Collection entries:
§

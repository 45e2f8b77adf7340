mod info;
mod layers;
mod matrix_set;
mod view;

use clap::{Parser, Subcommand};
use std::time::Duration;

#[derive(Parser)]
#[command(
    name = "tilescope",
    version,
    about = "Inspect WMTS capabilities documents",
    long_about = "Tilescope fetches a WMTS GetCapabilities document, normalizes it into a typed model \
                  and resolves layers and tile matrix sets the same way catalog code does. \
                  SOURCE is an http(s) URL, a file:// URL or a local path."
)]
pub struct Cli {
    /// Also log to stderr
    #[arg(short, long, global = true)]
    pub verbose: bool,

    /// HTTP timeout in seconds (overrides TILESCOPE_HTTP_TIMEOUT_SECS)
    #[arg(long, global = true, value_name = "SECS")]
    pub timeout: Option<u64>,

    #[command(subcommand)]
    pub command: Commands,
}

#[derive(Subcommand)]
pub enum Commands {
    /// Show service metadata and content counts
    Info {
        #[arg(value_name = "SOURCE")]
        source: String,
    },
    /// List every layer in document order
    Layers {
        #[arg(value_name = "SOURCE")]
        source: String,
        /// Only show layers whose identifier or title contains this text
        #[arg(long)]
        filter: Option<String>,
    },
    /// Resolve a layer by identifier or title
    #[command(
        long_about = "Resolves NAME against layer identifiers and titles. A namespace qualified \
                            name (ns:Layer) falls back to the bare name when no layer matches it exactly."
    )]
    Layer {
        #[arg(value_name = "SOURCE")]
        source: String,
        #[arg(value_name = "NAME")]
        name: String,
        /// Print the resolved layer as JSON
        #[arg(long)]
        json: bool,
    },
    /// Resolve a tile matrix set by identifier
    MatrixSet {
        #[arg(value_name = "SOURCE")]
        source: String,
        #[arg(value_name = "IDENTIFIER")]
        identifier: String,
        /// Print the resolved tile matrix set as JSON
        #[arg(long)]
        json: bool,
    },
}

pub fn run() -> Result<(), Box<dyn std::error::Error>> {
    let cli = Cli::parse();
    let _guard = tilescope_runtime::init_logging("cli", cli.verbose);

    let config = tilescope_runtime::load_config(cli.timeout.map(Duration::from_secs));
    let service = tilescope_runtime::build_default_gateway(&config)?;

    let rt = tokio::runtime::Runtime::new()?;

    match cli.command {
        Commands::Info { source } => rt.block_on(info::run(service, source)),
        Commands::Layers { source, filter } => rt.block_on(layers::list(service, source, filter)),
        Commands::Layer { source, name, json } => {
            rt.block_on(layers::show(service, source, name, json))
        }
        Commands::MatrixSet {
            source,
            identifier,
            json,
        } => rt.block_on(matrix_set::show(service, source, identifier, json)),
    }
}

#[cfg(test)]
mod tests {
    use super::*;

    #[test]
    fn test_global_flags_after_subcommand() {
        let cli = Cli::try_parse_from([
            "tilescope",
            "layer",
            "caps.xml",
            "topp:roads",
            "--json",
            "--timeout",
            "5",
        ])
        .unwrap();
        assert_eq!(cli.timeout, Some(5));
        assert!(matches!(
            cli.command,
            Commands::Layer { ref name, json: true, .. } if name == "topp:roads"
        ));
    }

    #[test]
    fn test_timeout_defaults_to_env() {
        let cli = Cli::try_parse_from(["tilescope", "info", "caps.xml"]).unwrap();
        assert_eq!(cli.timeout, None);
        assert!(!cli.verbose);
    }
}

§

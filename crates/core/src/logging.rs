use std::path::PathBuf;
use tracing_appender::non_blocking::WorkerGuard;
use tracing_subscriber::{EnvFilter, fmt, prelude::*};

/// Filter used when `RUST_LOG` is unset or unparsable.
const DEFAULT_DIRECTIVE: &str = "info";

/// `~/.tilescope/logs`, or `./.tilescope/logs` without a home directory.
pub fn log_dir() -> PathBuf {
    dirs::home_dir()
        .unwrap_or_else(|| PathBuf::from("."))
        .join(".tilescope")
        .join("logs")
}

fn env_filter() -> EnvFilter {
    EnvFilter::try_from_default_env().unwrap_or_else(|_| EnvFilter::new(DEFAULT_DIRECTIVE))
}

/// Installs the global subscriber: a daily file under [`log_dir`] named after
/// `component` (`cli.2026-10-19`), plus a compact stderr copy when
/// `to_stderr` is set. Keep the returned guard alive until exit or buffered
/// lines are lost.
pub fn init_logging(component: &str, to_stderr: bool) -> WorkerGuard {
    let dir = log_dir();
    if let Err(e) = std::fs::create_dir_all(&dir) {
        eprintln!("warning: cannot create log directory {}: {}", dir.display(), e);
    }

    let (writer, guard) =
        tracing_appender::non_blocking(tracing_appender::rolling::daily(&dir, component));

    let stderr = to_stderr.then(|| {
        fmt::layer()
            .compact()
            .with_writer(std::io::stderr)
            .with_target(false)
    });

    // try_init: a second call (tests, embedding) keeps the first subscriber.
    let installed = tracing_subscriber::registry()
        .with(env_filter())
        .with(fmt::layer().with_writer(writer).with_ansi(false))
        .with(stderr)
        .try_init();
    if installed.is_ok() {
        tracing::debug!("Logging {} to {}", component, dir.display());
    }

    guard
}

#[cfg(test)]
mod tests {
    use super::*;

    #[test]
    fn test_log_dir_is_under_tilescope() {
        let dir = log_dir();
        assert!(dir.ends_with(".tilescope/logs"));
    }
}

§

EXERCISE:
Collect every line from the records above that contains the word "topp".

RESULT OF THE TASK:
            "topp:roads",
            Commands::Layer { ref name, json: true, .. } if name == "topp:roads"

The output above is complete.